お酒の飲み方を間違えると「アルコール依存症」に
これから飲酒の機会も増える年末になりますが、みんなと飲むお酒はストレス解消や同僚、友人との親睦も深まるため、楽しみにしている方も多いのではないでしょうか?
でも、楽しいはずのお酒が飲み方を間違えると、いつしか気づかぬうちに怖い「アルコール依存症」という病気に発展してしまいます。
最初は何かの機会に飲む程度でも、日常的に飲んでいるうちにお酒に強くなり、飲酒が習慣化し、お酒が無いと物足りず、ほろ酔い程度では飲んだ気がしなくなります。周囲からもお酒を控えるように注意されたり、お酒を飲まないと落ち着かなくなったり、寝つけなくなったりして、飲まずにはいられなくなります。
そしてアルコールが切れると風邪のように汗をかき悪寒がします、迎え酒や飲むための嘘をつく、隠れて飲むなど、酒が原因の問題が繰り返され、いつでもやめられると思っていたはずが、自分では控えることが出来なくなります。連続飲酒、幻覚、体を壊し、仕事や日常生活が困難になるプロセスをたどります。

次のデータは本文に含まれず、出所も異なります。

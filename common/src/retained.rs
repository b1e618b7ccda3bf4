use std::sync::{Arc, Mutex};

use crate::types::RetainedBootMemory;

/// A small memory region that survives warm resets and is lost on power-off.
pub trait RetainedRegion {
    fn load(&self) -> RetainedBootMemory;
    fn store(&mut self, value: RetainedBootMemory);
}

/// Heap-backed region for tests and simulations. Clones share the same cell,
/// so a test can keep one clone to inspect the region or to "survive" a
/// simulated warm reset; `power_cycle` zeroes it.
#[derive(Clone, Default)]
pub struct SharedRetained {
    cell: Arc<Mutex<RetainedBootMemory>>,
}

impl SharedRetained {
    pub fn new(initial: RetainedBootMemory) -> Self {
        Self {
            cell: Arc::new(Mutex::new(initial)),
        }
    }

    pub fn power_cycle(&self) {
        if let Ok(mut cell) = self.cell.lock() {
            *cell = RetainedBootMemory::default();
        }
    }
}

impl RetainedRegion for SharedRetained {
    fn load(&self) -> RetainedBootMemory {
        self.cell.lock().map(|cell| *cell).unwrap_or_default()
    }

    fn store(&mut self, value: RetainedBootMemory) {
        if let Ok(mut cell) = self.cell.lock() {
            *cell = value;
        }
    }
}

そして怖いことに飲酒量が増えるほど、脳が小さくなる脳萎縮が見られ、ますますやめる事が困難になる場合もあるそうです。
飲酒を習慣化させないことが重要
アルコール依存症にならないためには、飲酒を習慣化させない事が重要です。毎日飲酒をするといつの間にか飲まなくてはいられなくなります。習慣になるとアルコールに対する耐性が出来、だんだんにお酒の量が増えてしまいます。最低でも週2日はお酒を抜き、肝臓を休めるようにすればアルコール依存症のリスクはかなり少なくなります。それから寝つきが悪いから飲酒して寝るという人もいますが、アルコール依存症のきっかけは寝酒という場合も多いので、寝る前のお酒も控えましょう。一定の量を超える寝酒は睡眠にも健康にも悪影響を与えます。
お酒の適量(アルコール依存症にならないとされる量)を守ることも大切です。厚生労働省の基準による一般男性の適量は一日20グラム以下(高齢者や女性などお酒の弱い人は10グラム)と言われています。
ビール 500ml 1本 焼酎(アルコール25度) 100ml 日本酒 1合 ワイン グラス2杯程度 ウイスキー ダブル1杯アルコール依存症は急に発症するものではありません。正しい知識を持って習慣化しないように気をつければ、ストレス解消、スムーズなコミュニケーションツールにもなります。でも、嫌な事や辛いことを忘れるためのお酒は癖になりやすく、アルコール依存症のリスクも高まるので気をつけましょう。
アルコール依存症は決して他人事ではありません。自分だけでなく大切な家族の人生も変えてしまう場合もあります。その事を理解して、アルコールとの付き合い方を考えて、楽しいお酒を飲むために、病気にならない飲み方を心がけてください。
お酒以外の楽しみを家族で見つけてみよう
最後に、アルコール依存症にならないためには、家族関係も大切だと思います。会社の人間関係が思うようにいかない場合や退職後仕事以外の趣味もなく、人との交流も少なく孤独を抱えていた場合、救いは家族になります。本当は夫側、妻側、子供側、それぞれに想い合っていたとしても、伝えなければ家族でも分かりあうのは難しいものです。
近い存在だからこそ遠慮なく相手を非難したり、そっけない態度で接したりしがちですが、そのため孤独を強く感じ、お酒に走る場合も多いのです。「あなたの身体が心配だから、お酒を控えて欲しい」「あなたは大切な存在」と、素直に思っている事を言葉に出すことも時には必要です。お酒をやめられなくなる前に、お酒以外の発散方法や楽しみ方を家族で見つける事も予防につながると思います。